BRIEF: A complete answer lists every line of the entries below where the string "document" appears.
'''
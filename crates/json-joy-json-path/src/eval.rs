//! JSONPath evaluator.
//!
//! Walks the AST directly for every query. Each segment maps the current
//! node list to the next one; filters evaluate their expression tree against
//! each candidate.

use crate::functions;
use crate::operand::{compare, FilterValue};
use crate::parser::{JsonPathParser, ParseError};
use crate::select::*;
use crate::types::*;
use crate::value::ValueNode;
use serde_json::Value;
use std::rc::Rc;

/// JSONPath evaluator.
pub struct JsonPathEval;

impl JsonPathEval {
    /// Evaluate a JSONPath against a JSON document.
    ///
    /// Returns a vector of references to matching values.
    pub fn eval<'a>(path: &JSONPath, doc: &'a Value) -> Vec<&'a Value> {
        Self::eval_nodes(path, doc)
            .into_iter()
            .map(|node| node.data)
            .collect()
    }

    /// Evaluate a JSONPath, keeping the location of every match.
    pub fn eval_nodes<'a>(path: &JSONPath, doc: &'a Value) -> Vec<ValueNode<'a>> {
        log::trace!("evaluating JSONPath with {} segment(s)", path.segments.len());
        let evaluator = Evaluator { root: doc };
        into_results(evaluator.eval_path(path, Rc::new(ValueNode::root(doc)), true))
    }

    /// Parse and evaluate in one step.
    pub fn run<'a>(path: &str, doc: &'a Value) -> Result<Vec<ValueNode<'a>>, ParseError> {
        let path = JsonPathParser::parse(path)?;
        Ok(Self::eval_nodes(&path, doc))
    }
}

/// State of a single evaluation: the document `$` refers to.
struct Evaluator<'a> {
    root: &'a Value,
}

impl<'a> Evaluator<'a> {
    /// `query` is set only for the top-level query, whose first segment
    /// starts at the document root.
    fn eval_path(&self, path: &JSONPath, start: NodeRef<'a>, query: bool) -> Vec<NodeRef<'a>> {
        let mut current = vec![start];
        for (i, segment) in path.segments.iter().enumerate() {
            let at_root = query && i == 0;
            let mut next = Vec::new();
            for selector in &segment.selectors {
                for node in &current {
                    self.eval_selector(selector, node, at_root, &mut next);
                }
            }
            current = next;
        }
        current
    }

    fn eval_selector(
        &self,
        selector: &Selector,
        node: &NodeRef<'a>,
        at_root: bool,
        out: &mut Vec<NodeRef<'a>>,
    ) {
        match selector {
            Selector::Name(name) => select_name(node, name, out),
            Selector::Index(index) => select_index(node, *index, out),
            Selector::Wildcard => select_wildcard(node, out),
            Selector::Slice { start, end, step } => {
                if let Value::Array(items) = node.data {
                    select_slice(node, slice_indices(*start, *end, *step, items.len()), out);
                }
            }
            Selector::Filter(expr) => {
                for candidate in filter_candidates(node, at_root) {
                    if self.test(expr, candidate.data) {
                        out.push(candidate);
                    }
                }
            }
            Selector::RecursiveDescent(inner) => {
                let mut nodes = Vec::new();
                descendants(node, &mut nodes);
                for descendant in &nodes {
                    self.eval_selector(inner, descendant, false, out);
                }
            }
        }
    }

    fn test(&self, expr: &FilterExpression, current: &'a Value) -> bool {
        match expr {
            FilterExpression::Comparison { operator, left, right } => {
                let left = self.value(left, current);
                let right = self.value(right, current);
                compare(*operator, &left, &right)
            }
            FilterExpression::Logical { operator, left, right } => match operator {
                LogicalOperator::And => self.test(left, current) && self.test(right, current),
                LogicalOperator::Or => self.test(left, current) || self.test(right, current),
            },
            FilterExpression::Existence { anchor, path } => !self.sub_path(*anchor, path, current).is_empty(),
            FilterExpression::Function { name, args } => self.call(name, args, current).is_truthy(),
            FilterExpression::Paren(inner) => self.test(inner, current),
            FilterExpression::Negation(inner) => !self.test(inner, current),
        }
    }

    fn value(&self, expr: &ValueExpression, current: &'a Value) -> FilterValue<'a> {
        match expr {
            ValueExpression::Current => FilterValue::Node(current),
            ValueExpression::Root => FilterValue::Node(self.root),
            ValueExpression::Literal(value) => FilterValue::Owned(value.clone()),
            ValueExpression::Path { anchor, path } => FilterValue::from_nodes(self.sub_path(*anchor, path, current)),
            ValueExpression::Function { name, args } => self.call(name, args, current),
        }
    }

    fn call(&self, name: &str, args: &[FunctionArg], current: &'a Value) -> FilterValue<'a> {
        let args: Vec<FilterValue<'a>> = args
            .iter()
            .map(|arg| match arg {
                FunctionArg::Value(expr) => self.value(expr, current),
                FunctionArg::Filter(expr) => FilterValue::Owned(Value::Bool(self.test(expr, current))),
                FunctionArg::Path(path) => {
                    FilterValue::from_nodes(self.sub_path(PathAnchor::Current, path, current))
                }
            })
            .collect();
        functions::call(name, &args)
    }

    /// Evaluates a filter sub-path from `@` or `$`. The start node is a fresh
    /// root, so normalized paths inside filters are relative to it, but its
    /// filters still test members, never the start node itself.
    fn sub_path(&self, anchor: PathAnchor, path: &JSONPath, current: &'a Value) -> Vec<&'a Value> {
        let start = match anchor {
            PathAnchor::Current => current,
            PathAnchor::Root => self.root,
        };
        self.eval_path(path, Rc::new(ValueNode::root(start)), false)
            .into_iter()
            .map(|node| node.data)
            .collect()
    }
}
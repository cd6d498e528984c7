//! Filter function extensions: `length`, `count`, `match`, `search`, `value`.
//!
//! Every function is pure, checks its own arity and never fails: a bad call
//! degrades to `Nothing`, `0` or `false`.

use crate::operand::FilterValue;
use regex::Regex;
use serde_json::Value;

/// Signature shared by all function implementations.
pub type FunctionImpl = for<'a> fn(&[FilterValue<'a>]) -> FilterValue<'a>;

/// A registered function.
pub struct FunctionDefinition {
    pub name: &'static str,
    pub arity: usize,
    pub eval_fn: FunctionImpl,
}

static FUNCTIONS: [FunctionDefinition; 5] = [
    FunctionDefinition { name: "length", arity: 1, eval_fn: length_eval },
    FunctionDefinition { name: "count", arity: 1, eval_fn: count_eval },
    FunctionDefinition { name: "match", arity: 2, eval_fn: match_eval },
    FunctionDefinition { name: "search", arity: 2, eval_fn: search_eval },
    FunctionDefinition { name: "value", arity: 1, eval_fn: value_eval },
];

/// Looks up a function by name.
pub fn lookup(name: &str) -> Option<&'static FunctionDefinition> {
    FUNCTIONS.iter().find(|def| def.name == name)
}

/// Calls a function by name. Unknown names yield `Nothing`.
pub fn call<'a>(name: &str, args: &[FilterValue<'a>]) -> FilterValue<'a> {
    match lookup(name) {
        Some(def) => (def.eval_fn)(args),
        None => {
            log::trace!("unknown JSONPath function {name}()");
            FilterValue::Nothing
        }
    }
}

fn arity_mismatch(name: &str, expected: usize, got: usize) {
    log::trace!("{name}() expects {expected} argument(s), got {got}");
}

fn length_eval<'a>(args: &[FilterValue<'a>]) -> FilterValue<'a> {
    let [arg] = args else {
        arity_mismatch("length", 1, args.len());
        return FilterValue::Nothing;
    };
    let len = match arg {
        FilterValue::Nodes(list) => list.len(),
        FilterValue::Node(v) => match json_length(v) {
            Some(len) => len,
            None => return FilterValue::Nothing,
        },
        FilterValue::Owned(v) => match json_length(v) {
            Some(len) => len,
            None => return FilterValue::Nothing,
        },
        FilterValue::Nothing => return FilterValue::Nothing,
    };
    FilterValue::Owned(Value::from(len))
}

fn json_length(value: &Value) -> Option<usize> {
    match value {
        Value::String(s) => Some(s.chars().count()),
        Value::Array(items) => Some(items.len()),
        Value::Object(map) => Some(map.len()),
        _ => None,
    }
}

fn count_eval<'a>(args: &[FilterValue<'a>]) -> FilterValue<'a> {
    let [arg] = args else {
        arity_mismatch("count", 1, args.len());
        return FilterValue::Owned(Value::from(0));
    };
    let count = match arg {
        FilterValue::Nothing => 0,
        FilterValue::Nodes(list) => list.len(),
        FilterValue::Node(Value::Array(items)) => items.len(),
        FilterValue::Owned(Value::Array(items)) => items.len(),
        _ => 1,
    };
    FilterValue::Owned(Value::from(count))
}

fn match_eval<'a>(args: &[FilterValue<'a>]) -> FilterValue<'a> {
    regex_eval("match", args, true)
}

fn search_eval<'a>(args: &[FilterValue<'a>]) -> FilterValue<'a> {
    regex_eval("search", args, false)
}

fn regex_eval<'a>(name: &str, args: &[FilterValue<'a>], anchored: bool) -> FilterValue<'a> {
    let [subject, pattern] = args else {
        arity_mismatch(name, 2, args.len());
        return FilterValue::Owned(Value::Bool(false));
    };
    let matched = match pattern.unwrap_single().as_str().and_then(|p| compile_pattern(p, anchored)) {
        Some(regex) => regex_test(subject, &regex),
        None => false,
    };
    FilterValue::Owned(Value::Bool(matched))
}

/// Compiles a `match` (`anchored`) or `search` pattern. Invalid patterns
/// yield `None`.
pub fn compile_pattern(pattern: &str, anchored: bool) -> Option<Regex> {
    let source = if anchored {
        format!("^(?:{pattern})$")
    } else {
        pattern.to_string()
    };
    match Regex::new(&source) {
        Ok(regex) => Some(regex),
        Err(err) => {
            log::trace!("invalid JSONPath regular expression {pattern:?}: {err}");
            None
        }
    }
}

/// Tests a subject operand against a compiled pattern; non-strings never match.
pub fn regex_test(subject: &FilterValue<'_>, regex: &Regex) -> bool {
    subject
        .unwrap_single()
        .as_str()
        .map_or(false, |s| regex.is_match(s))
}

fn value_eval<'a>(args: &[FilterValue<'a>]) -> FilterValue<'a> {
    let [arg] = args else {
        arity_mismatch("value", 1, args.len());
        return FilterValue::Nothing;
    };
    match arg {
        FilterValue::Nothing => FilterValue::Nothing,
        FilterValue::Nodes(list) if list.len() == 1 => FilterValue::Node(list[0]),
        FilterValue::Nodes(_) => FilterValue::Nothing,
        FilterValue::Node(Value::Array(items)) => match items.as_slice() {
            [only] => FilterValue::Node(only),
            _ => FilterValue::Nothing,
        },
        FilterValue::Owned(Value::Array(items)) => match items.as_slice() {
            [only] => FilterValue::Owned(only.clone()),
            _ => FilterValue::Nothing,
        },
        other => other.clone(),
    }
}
'''
WRITTEN REPLY:
    /// Evaluate a JSONPath against a JSON document.
/// State of a single evaluation: the document `$` refers to.
    /// starts at the document root.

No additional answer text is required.